When They Break

I’ve thought of those words quite a bit lately.  And I’ll confess right here and now that I’m not sure how I’ll end this thing up. 

It may just trail off.

I first heard those words some 12 years ago when we were starting our first calves that we had shipped in. 

Remember, we were/are learning this cattle starting thing from scratch.  When I heard those words, I didn’t know what they meant. 

Now I do. 

Firsthand.

When they break refers to the first subtle signs you see or maybe sense rather than see as you go out to feed your newly arrived calves.

I’ve had it where I knew something was “off” and at the time I hoped I wasn’t right; but I was. 

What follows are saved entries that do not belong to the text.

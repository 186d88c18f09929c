//! Enumeration types for providers and narrative sections.

use std::fmt;
use std::str::FromStr;

use serde::{Deserialize, Serialize};

/// Generative-text provider backing the narrative step.
#[derive(
    Debug, Clone, Copy, Default, PartialEq, Eq, Hash, Serialize, Deserialize, clap::ValueEnum,
)]
#[serde(rename_all = "lowercase")]
pub enum Provider {
    /// OpenAI chat completions.
    #[default]
    #[value(name = "openai")]
    OpenAi,
    /// DeepSeek (OpenAI-compatible).
    #[value(name = "deepseek")]
    DeepSeek,
    /// Self-hosted vLLM (OpenAI-compatible).
    #[value(name = "vllm")]
    Vllm,
    /// Anthropic Claude messages API.
    #[value(name = "claude")]
    Claude,
    /// Google Gemini generateContent API.
    #[value(name = "gemini")]
    Gemini,
}

impl Provider {
    /// All supported providers.
    pub const ALL: [Self; 5] = [Self::OpenAi, Self::DeepSeek, Self::Vllm, Self::Claude, Self::Gemini];

    /// Lower-case provider name used in config and logs.
    #[must_use]
    pub const fn name(self) -> &'static str {
        match self {
            Self::OpenAi => "openai",
            Self::DeepSeek => "deepseek",
            Self::Vllm => "vllm",
            Self::Claude => "claude",
            Self::Gemini => "gemini",
        }
    }

    /// Default API base URL.
    #[must_use]
    pub const fn default_base_url(self) -> &'static str {
        match self {
            Self::OpenAi => "https://api.openai.com/v1",
            Self::DeepSeek => "https://api.deepseek.com/v1",
            Self::Vllm => "http://localhost:8000/v1",
            Self::Claude => "https://api.anthropic.com/v1",
            Self::Gemini => "https://generativelanguage.googleapis.com/v1beta",
        }
    }

    /// Default model when none is configured.
    #[must_use]
    pub const fn default_model(self) -> &'static str {
        match self {
            Self::OpenAi => "gpt-4o-mini",
            Self::DeepSeek => "deepseek-chat",
            Self::Vllm => "default",
            Self::Claude => "claude-3-5-sonnet-20241022",
            Self::Gemini => "gemini-1.5-flash",
        }
    }

    /// Environment variables consulted for the API key, in priority order.
    #[must_use]
    pub const fn api_key_env_vars(self) -> &'static [&'static str] {
        match self {
            Self::OpenAi => &["OPENAI_API_KEY"],
            Self::DeepSeek => &["DEEPSEEK_API_KEY"],
            Self::Vllm => &["VLLM_API_KEY"],
            Self::Claude => &["CLAUDE_API_KEY", "ANTHROPIC_API_KEY"],
            Self::Gemini => &["GEMINI_API_KEY"],
        }
    }

    /// Environment variable overriding the base URL, if the provider has one.
    #[must_use]
    pub const fn base_url_env_var(self) -> Option<&'static str> {
        match self {
            Self::OpenAi => Some("OPENAI_BASE_URL"),
            Self::Vllm => Some("VLLM_BASE_URL"),
            _ => None,
        }
    }

    /// Whether a real API key is mandatory.
    ///
    /// vLLM servers usually accept any token, so it falls back to `EMPTY`.
    #[must_use]
    pub const fn requires_api_key(self) -> bool {
        !matches!(self, Self::Vllm)
    }
}

impl fmt::Display for Provider {
    fn fmt(&self, f: &mut fmt::Formatter<'_>) -> fmt::Result {
        f.write_str(self.name())
    }
}

impl FromStr for Provider {
    type Err = String;

    fn from_str(s: &str) -> Result<Self, Self::Err> {
        let wanted = s.trim().to_lowercase();
        Self::ALL.into_iter().find(|p| p.name() == wanted).ok_or_else(|| {
            let supported: Vec<_> = Self::ALL.iter().map(|p| p.name()).collect();
            format!("unsupported LLM provider '{s}' (supported: {})", supported.join(", "))
        })
    }
}

/// Labeled section of the generated narrative.
///
/// Declaration order is the heading-match priority.
#[derive(Debug, Clone, Copy, PartialEq, Eq, Hash)]
pub enum NarrativeSection {
    /// Current research hotspots.
    Hotspots,
    /// Technical trends.
    Trends,
    /// Future directions.
    FutureDirections,
    /// Research ideas and innovation points.
    ResearchIdeas,
}

impl NarrativeSection {
    /// Sections in match priority and report order.
    pub const ALL: [Self; 4] =
        [Self::Hotspots, Self::Trends, Self::FutureDirections, Self::ResearchIdeas];

    /// Field name used in the persisted JSON.
    #[must_use]
    pub const fn key(self) -> &'static str {
        match self {
            Self::Hotspots => "hotspots",
            Self::Trends => "trends",
            Self::FutureDirections => "future_directions",
            Self::ResearchIdeas => "research_ideas",
        }
    }

    /// Report heading for this section.
    #[must_use]
    pub const fn title(self) -> &'static str {
        match self {
            Self::Hotspots => "Research Hotspots",
            Self::Trends => "Technical Trends",
            Self::FutureDirections => "Future Directions",
            Self::ResearchIdeas => "Research Ideas",
        }
    }

    /// Substrings that open this section when found in a response line.
    ///
    /// ASCII triggers are matched against the lower-cased line, the others verbatim.
    #[must_use]
    pub const fn triggers(self) -> &'static [&'static str] {
        match self {
            Self::Hotspots => &["研究热点", "hotspot"],
            Self::Trends => &["趋势", "trend"],
            Self::FutureDirections => &["未来", "future", "发展方向"],
            Self::ResearchIdeas => &["创新", "idea", "想法"],
        }
    }

    /// First section whose trigger occurs in `line`.
    #[must_use]
    pub fn detect(line: &str) -> Option<Self> {
        let lower = line.to_lowercase();
        Self::ALL.into_iter().find(|section| {
            section.triggers().iter().any(|t| {
                if t.is_ascii() { lower.contains(t) } else { line.contains(t) }
            })
        })
    }
}

#[cfg(test)]
mod tests {
    use super::*;

    #[test]
    fn test_provider_from_str() {
        assert_eq!("OpenAI".parse::<Provider>().unwrap(), Provider::OpenAi);
        assert_eq!(" claude ".parse::<Provider>().unwrap(), Provider::Claude);
        let err = "mistral".parse::<Provider>().unwrap_err();
        assert!(err.contains("gemini"));
    }

    #[test]
    fn test_provider_serde_names() {
        let json = serde_json::to_string(&Provider::DeepSeek).unwrap();
        assert_eq!(json, "\"deepseek\"");
        let parsed: Provider = serde_json::from_str("\"vllm\"").unwrap();
        assert_eq!(parsed, Provider::Vllm);
    }

    #[test]
    fn test_detect_priority() {
        assert_eq!(NarrativeSection::detect("### 1. Current Research Hotspots"), Some(NarrativeSection::Hotspots));
        // "hotspot" wins over "trend" on the same line
        assert_eq!(NarrativeSection::detect("Hotspot trends"), Some(NarrativeSection::Hotspots));
        assert_eq!(NarrativeSection::detect("## 未来发展方向"), Some(NarrativeSection::FutureDirections));
        assert_eq!(NarrativeSection::detect("- ordinary bullet"), None);
    }
}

There is a drug we give when we get calves in to boost their immune system.  This drug has live viruses in it for up to 9 known diseases.  When the drug is given, it wakes up the immune system and tells it to start fighting against the low-grade strain of the virus you have just injected. 

My friend Travis told me those twelve years ago, that “you really need to watch them on day 8 or 9; that’s when they break.”

Meaning, that it takes that long for the drug to really sink home and by then your calf is running a low temp, snotting around and generally feeling like crud. 

I could completely identify with them after getting this covid shot thing.

Depending on outside temperature swings, stress from the truck ride in, and stress from the guy trying to learn how to start calves is how badly this group of calves will “break.”

I’ve had some groups blow right through day 8 and 9 without anything wrong.  And, I’ve had some that completely turned into a train wreck, and we ended up working for free, even paying the bank to keep those groups around. 

When we got Pennsylvania calves in, they broke consistently on day 21.  I asked my friend Sid why the delay, and he thought maybe they were breaking form a virus they had picked up at the sale barn that took 2 weeks to incubate instead of the drug we had given them.  At any rate, it’s enough to kick a guy in the gut when he sees his little pretties all going to pot on the same day, and the dead animal pile gets more and more business.

One of the most heartbreaking scenes is firmly etched in my mind.  We had had an exceptionally cold, wet spring.  As the saying goes, “You can get a calf cold, and you can get a calf wet, but you can’t get a calf cold and wet.”  There were definitely some that got cold and wet that spring.

And the water stayed on in the terrace bottoms of the fields these calves were turned out to graze in.  One by one, those lonely, almost totally gone calves would drag themselves out to that water, lay down in it, and die. 

It was gut wrenching. 

I can’t imagine what kind of a fever they must have been running to go lay down in water.  You never see a calf or cow lay down in water. 

And they had been vaccinated until each of them was a walking medicine dispensary.

It had long ago ceased to be an issue with me about the money involved with those poor folks. 

My one and only concern was to try to keep them comfortable but even at that I was failing miserably.

In the end, as the saying goes, ‘Only the strongest survived.’

Did I learn anything from it? 

Maybe.

I’ve changed some of the drugs we use, but that is no guarantee; probably more than anything, it changed me.

And perhaps that is the most important thing to have happen when they break, no matter if it is calves or a day generally gone south, or some huge thing you know you have to wade through, as long as the changes are for the good.